Sporadic rain showers that rolled across New Mexico on Saturday didn’t generate enough precipitation to realize fears of flash flooding in burn-scarred areas, the National Weather Service said.
And though rainfall totals from widespread tropical moisture had not reached an inch anywhere in the state as of 6 p.m. Saturday, Dwight Koehn, a hydro-meteorological technician with the weather bureau in Albuquerque, said this weekend’s precipitation was helping firefighters mop up forest fires.
“It’s been a gentle event, so it hasn’t had any negative impact,” said Koehn. “No big runoff threats.”
Amanda Rael, spokeswoman for the fire management team handling the lightning-caused San Antonio Fire on the Valles Caldera National Preserve, said rain had been “kind of light” in that area of the Jemez Mountains, where the size of the burn stood at about 500 acres as of Saturday evening.
Meanwhile, the Ute Park Fire, which scorched over 36,000 acres since its start on May 31, was 97 percent contained as of Saturday.

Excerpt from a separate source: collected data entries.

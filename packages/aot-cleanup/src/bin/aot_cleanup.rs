/**
 * AOT Cleanup CLI - aot-cleanup
 *
 * Lowers framework decorators in TypeScript sources
 */
use std::path::Path;
use std::process;
use std::rc::Rc;

use anyhow::{bail, Context};
use aot_cleanup::{aot_cleanup_transformer, AotCleanupOptions, AotCleanupRun};
use clap::{Arg, ArgAction, ArgMatches, Command};
use tracing_subscriber::EnvFilter;
use ts::{CompilerHost, Printer, Program, SystemHost, TransformationContext, TypeChecker};

fn main() {
    let matches = Command::new("aot-cleanup")
        .version(env!("CARGO_PKG_VERSION"))
        .about("Strip Angular decorators and emit ctorParameters metadata")
        .arg(
            Arg::new("project")
                .short('p')
                .long("project")
                .value_name("PATH")
                .help("Path to tsconfig.json"),
        )
        .arg(
            Arg::new("out-dir")
                .short('o')
                .long("out-dir")
                .value_name("DIR")
                .help("Write lowered files here instead of stdout"),
        )
        .arg(
            Arg::new("no-type-checker")
                .long("no-type-checker")
                .action(ArgAction::SetTrue)
                .help("Classify parameter types without the program's type checker"),
        )
        .arg(
            Arg::new("verbose")
                .short('v')
                .long("verbose")
                .action(ArgAction::SetTrue)
                .help("Log transformation decisions"),
        )
        .arg(
            Arg::new("files")
                .value_name("FILES")
                .num_args(1..)
                .required(true)
                .help("Source files or glob patterns"),
        )
        .get_matches();

    let default_level = if matches.get_flag("verbose") { "debug" } else { "warn" };
    tracing_subscriber::fmt()
        .with_writer(std::io::stderr)
        .with_env_filter(
            EnvFilter::try_from_default_env().unwrap_or_else(|_| EnvFilter::new(default_level)),
        )
        .init();

    if let Err(error) = run(&matches) {
        eprintln!("Error: {:#}", error);
        process::exit(1);
    }
}

fn run(matches: &ArgMatches) -> anyhow::Result<()> {
    let files = expand_inputs(matches.get_many::<String>("files").into_iter().flatten())?;
    if files.is_empty() {
        bail!("no input files matched");
    }

    let host: Rc<dyn CompilerHost> = Rc::new(SystemHost);
    let options = AotCleanupOptions {
        ts_config_path: matches.get_one::<String>("project").cloned(),
        ..AotCleanupOptions::default()
    };
    let compiler_options = options.resolve_compiler_options(host.as_ref())?;
    let program = Program::create(&files, compiler_options.clone(), host.as_ref())?;
    let checker: Option<Rc<dyn TypeChecker>> = if matches.get_flag("no-type-checker") {
        None
    } else {
        Some(Rc::new(program.get_type_checker()))
    };

    let mut aot_run = AotCleanupRun::from_options(&options, compiler_options.clone(), Rc::clone(&host))?;
    let printer = Printer::new();
    let out_dir = matches.get_one::<String>("out-dir").map(Path::new);

    for file_name in program.get_root_file_names() {
        let source_file = program
            .get_source_file(file_name)
            .with_context(|| format!("{} was not loaded", file_name))?;
        let mut context = TransformationContext::new(compiler_options.clone());
        if let Some(checker) = &checker {
            context = context.with_type_checker(Rc::clone(checker));
        }

        let transformed = aot_cleanup_transformer(&source_file, &mut context, &mut aot_run)
            .with_context(|| format!("failed to transform {}", file_name))?;
        let output = printer.print_file(&transformed);

        match out_dir {
            Some(dir) => {
                let base_name = Path::new(file_name)
                    .file_name()
                    .with_context(|| format!("{} has no file name", file_name))?;
                std::fs::create_dir_all(dir)
                    .with_context(|| format!("failed to create {}", dir.display()))?;
                let target = dir.join(base_name);
                std::fs::write(&target, output)
                    .with_context(|| format!("failed to write {}", target.display()))?;
                tracing::info!(file = %file_name, output = %target.display(), "wrote lowered file");
            }
            None => print!("{}", output),
        }
    }
    Ok(())
}

/// Glob patterns are expanded; plain paths are taken as given.
fn expand_inputs<'a>(inputs: impl Iterator<Item = &'a String>) -> anyhow::Result<Vec<String>> {
    let mut files = Vec::new();
    for input in inputs {
        if !input.contains(['*', '?', '[']) {
            files.push(input.clone());
            continue;
        }
        for entry in glob::glob(input)? {
            let path = entry?;
            if path.is_file() {
                files.push(path.to_string_lossy().into_owned());
            }
        }
    }
    Ok(files)
}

The cause of that fire is still unknown.
A spokeswoman for crews fighting that fire, Patricia Corral, said there were no reports of flash flooding either at that site or at the Cottonwood Fire, which started on Thursday about 12 miles north of Cimarron and was 80 percent contained as of Saturday evening.
The weekend moisture is a byproduct of Tropical Storm Bud, which at one time reached Category 4 hurricane strength over the Pacific Ocean before it came ashore at the southern end of the Baja California Peninsula on Thursday morning.

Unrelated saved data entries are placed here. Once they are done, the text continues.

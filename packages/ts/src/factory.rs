// Node Factory
//
// Synthesized nodes have no span; the printer renders them structurally.
// `update_node` is the only way to change a parsed node: it allocates a copy
// with new children and links it back through `original`.

use crate::node::{Edge, Node, NodeData, NodeId, SourceFile, SyntaxKind};

impl SourceFile {
    fn synthesize(
        &mut self,
        kind: SyntaxKind,
        data: NodeData,
        children: Vec<(Edge, NodeId)>,
    ) -> NodeId {
        let mut node = Node::new(kind, None, data);
        node.children = children;
        self.alloc(node)
    }

    /// Returns `id` itself when neither the decorators nor the children differ.
    pub fn update_node(
        &mut self,
        id: NodeId,
        decorators: Option<Vec<NodeId>>,
        children: Vec<(Edge, NodeId)>,
    ) -> NodeId {
        let current = self.node(id);
        if current.decorators == decorators && current.children == children {
            return id;
        }
        let mut node = current.clone();
        node.decorators = decorators;
        node.children = children;
        node.original = Some(id);
        self.alloc(node)
    }

    pub fn update_decorators(&mut self, id: NodeId, decorators: Option<Vec<NodeId>>) -> NodeId {
        let children = self.node(id).children.clone();
        self.update_node(id, decorators, children)
    }

    pub fn create_identifier(&mut self, text: &str) -> NodeId {
        self.synthesize(
            SyntaxKind::Identifier,
            NodeData::Identifier(text.to_string()),
            Vec::new(),
        )
    }

    pub fn create_array_literal(&mut self, elements: Vec<NodeId>) -> NodeId {
        let children = elements.into_iter().map(|e| (Edge::Element, e)).collect();
        self.synthesize(SyntaxKind::ArrayLiteralExpression, NodeData::None, children)
    }

    pub fn create_object_literal(&mut self, properties: Vec<NodeId>) -> NodeId {
        let children = properties.into_iter().map(|p| (Edge::Element, p)).collect();
        self.synthesize(SyntaxKind::ObjectLiteralExpression, NodeData::None, children)
    }

    pub fn create_property_assignment(&mut self, name: &str, initializer: NodeId) -> NodeId {
        let name = self.create_identifier(name);
        self.synthesize(
            SyntaxKind::PropertyAssignment,
            NodeData::None,
            vec![(Edge::Name, name), (Edge::Initializer, initializer)],
        )
    }

    pub fn create_return(&mut self, expression: NodeId) -> NodeId {
        self.synthesize(
            SyntaxKind::ReturnStatement,
            NodeData::None,
            vec![(Edge::Expression, expression)],
        )
    }

    pub fn create_block(&mut self, statements: Vec<NodeId>) -> NodeId {
        let children = statements.into_iter().map(|s| (Edge::Statement, s)).collect();
        self.synthesize(SyntaxKind::Block, NodeData::None, children)
    }

    /// Parameterless method with the given body.
    pub fn create_method(&mut self, is_static: bool, name: &str, body: NodeId) -> NodeId {
        let name = self.create_identifier(name);
        self.synthesize(
            SyntaxKind::MethodDeclaration,
            NodeData::Method { is_static },
            vec![(Edge::Name, name), (Edge::Body, body)],
        )
    }

    pub fn create_function_expression(&mut self, body: NodeId) -> NodeId {
        self.synthesize(
            SyntaxKind::FunctionExpression,
            NodeData::None,
            vec![(Edge::Body, body)],
        )
    }

    pub fn create_parenthesized_expression(&mut self, expression: NodeId) -> NodeId {
        self.synthesize(
            SyntaxKind::ParenthesizedExpression,
            NodeData::None,
            vec![(Edge::Expression, expression)],
        )
    }

    pub fn create_as_expression(&mut self, expression: NodeId, ty: NodeId) -> NodeId {
        self.synthesize(
            SyntaxKind::AsExpression,
            NodeData::None,
            vec![(Edge::Expression, expression), (Edge::Type, ty)],
        )
    }

    pub fn create_type_reference_node(&mut self, type_name: &str) -> NodeId {
        let name = self.create_identifier(type_name);
        self.synthesize(
            SyntaxKind::TypeReference,
            NodeData::None,
            vec![(Edge::TypeName, name)],
        )
    }

    pub fn create_property_access(&mut self, expression: NodeId, name: &str) -> NodeId {
        let name = self.create_identifier(name);
        self.synthesize(
            SyntaxKind::PropertyAccessExpression,
            NodeData::None,
            vec![(Edge::Expression, expression), (Edge::Name, name)],
        )
    }

    pub fn create_assignment(&mut self, left: NodeId, right: NodeId) -> NodeId {
        self.synthesize(
            SyntaxKind::BinaryExpression,
            NodeData::None,
            vec![(Edge::Left, left), (Edge::Right, right)],
        )
    }

    pub fn create_expression_statement(&mut self, expression: NodeId) -> NodeId {
        self.synthesize(
            SyntaxKind::ExpressionStatement,
            NodeData::None,
            vec![(Edge::Expression, expression)],
        )
    }
}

The rain came as welcome relief from drought during what is normally a hot, dry month in New Mexico.
Chuck Jones, a meteorologist for the National Weather Service in Albuquerque, said that while his bureau had received multiple reports of lightning strikes, none had ignited new fires.

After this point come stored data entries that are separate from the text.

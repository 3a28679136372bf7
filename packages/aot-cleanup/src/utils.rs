use ts::{Edge, NodeId, SourceFile, SyntaxKind};

/// Names an import declaration binds from the framework module.
///
/// Named imports contribute the imported (not the local) name, a namespace
/// import contributes `alias.`, default and bare imports contribute nothing.
pub fn angular_imports_from_node(file: &SourceFile, node: NodeId, module_prefix: &str) -> Vec<String> {
    let module_path = match file.child(node, Edge::ModuleSpecifier) {
        Some(specifier) if file.kind(specifier) == SyntaxKind::StringLiteral => {
            match &file.node(specifier).data {
                ts::NodeData::StringLiteral(value) => value.as_str(),
                _ => return Vec::new(),
            }
        }
        _ => return Vec::new(),
    };
    if !module_path.starts_with(module_prefix) {
        return Vec::new();
    }

    let Some(clause) = file.child(node, Edge::ImportClause) else {
        return Vec::new();
    };
    let Some(bindings) = file.child(clause, Edge::NamedBindings) else {
        return Vec::new();
    };

    match file.kind(bindings) {
        SyntaxKind::NamespaceImport => file
            .name_text(bindings)
            .map(|name| vec![format!("{}.", name)])
            .unwrap_or_default(),
        SyntaxKind::NamedImports => file
            .children_of(bindings, Edge::Element)
            .filter_map(|element| {
                file.child(element, Edge::PropertyName)
                    .or_else(|| file.child(element, Edge::Name))
                    .map(|name| file.get_text(name).to_string())
            })
            .collect(),
        _ => Vec::new(),
    }
}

Much of the heaviest rain on Saturday fell on the east side of the state.
Koehn expected Sunday’s weather will be sunny and warm for the most part, although he said there is some chance of another storm affecting New Mexico’s northeastern plains sometime Tuesday.
Meanwhile, Santa Fe National Forest officials issued a statement Saturday thanking the public for mostly adhering to a forestwide closure that went into effect on June 1 due to fire hazards.
“In comparison to the number of visitors we can receive in a typical summer, the number of violations is actually low,” James Melonas, forest supervisor, said in a news release, noting that agents had issued 10 written warnings, 23 violations and many oral warnings.
Melonas said some people are still parking their vehicles along state roads within the forest — including Hyde Park Road — and then entering the forest, which is a violation.
“The bottom line is, when the forest is closed to the general public, it means no access,” he said.